■ Given data ■
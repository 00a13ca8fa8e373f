use consistent_geohash::*;
use criterion::{black_box, criterion_group, criterion_main, BenchmarkId, Criterion};
use rand::rngs::StdRng;
use rand::SeedableRng;
use std::collections::HashMap;

const SCHEMES: [HashingSchemeChoice; 2] = [HashingSchemeChoice::Grid, HashingSchemeChoice::Face];

fn indexed_scheme(
    choice: HashingSchemeChoice,
    dimension: usize,
    rng: &mut StdRng,
) -> (AnyHashingScheme, HashMap<BucketId, u64>, Vec<IntPoint>) {
    let scheme = make_hashing_scheme(choice, dimension, 5.0, DEFAULT_SCALE, rng).unwrap();
    let mut values = HashMap::new();
    for _ in 0..10_000 {
        let p = IntPoint::random(dimension, 1_000, rng);
        *values.entry(scheme.hash(&p)).or_insert(0) += 1;
    }
    let centers = (0..64).map(|_| IntPoint::random(dimension, 1_000, rng)).collect();
    (scheme, values, centers)
}

fn benchmark_hash(c: &mut Criterion) {
    let mut group = c.benchmark_group("hash");
    let mut rng = StdRng::seed_from_u64(1);

    for choice in SCHEMES {
        for dimension in [2, 5, 10, 20].iter() {
            let (scheme, _, points) = indexed_scheme(choice, *dimension, &mut rng);
            group.bench_with_input(
                BenchmarkId::new(choice.as_str(), dimension),
                dimension,
                |b, _| {
                    b.iter(|| {
                        for p in &points {
                            black_box(scheme.hash(black_box(p)));
                        }
                    });
                },
            );
        }
    }

    group.finish();
}

/// Grid queries grow like 2^d; face queries stay O(d²).
fn benchmark_eval_ball(c: &mut Criterion) {
    let mut group = c.benchmark_group("eval_ball");
    let mut rng = StdRng::seed_from_u64(2);

    for choice in SCHEMES {
        for dimension in [2, 4, 6, 8].iter() {
            let (scheme, values, centers) = indexed_scheme(choice, *dimension, &mut rng);
            let radius = scheme.max_radius();
            group.bench_with_input(
                BenchmarkId::new(choice.as_str(), dimension),
                dimension,
                |b, _| {
                    b.iter(|| {
                        for center in &centers {
                            black_box(scheme.eval_ball(center, radius, &Count, &values));
                        }
                    });
                },
            );
        }
    }

    group.finish();
}

criterion_group!(benches, benchmark_hash, benchmark_eval_ball);
criterion_main!(benches);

■ Required work ■
The data given above must be transcribed exactly and completely.

■ Response area ■
repository 00a13ca8fa8e373f
use consistent_geohash::*;
use criterion::{black_box, criterion_group, criterion_main, BenchmarkId, Criterion};
use rand::rngs::StdRng;
use rand::SeedableRng;
use std::collections::HashMap;

const SCHEMES: [HashingSchemeChoice; 2] = [HashingSchemeChoice::Grid, HashingSchemeChoice::Face];

fn indexed_scheme(
    choice: HashingSchemeChoice,
    dimension: usize,
    rng: &mut StdRng,
) -> (AnyHashingScheme, HashMap<BucketId, u64>, Vec<IntPoint>) {
    let scheme = make_hashing_scheme(choice, dimension, 5.0, DEFAULT_SCALE, rng).unwrap();
    let mut values = HashMap::new();
    for _ in 0..10_000 {
        let p = IntPoint::random(dimension, 1_000, rng);
        *values.entry(scheme.hash(&p)).or_insert(0) += 1;
    }
    let centers = (0..64).map(|_| IntPoint::random(dimension, 1_000, rng)).collect();
    (scheme, values, centers)
}

fn benchmark_hash(c: &mut Criterion) {
    let mut group = c.benchmark_group("hash");
    let mut rng = StdRng::seed_from_u64(1);

    for choice in SCHEMES {
        for dimension in [2, 5, 10, 20].iter() {
            let (scheme, _, points) = indexed_scheme(choice, *dimension, &mut rng);
            group.bench_with_input(
                BenchmarkId::new(choice.as_str(), dimension),
                dimension,
                |b, _| {
                    b.iter(|| {
                        for p in &points {
                            black_box(scheme.hash(black_box(p)));
                        }
                    });
                },
            );
        }
    }

    group.finish();
}

/// Grid queries grow like 2^d; face queries stay O(d²).
fn benchmark_eval_ball(c: &mut Criterion) {
    let mut group = c.benchmark_group("eval_ball");
    let mut rng = StdRng::seed_from_u64(2);

    for choice in SCHEMES {
        for dimension in [2, 4, 6, 8].iter() {
            let (scheme, values, centers) = indexed_scheme(choice, *dimension, &mut rng);
            let radius = scheme.max_radius();
            group.bench_with_input(
                BenchmarkId::new(choice.as_str(), dimension),
                dimension,
                |b, _| {
                    b.iter(|| {
                        for center in &centers {
                            black_box(scheme.eval_ball(center, radius, &Count, &values));
                        }
                    });
                },
            );
        }
    }

    group.finish();
}

criterion_group!(benches, benchmark_hash, benchmark_eval_ball);
criterion_main!(benches);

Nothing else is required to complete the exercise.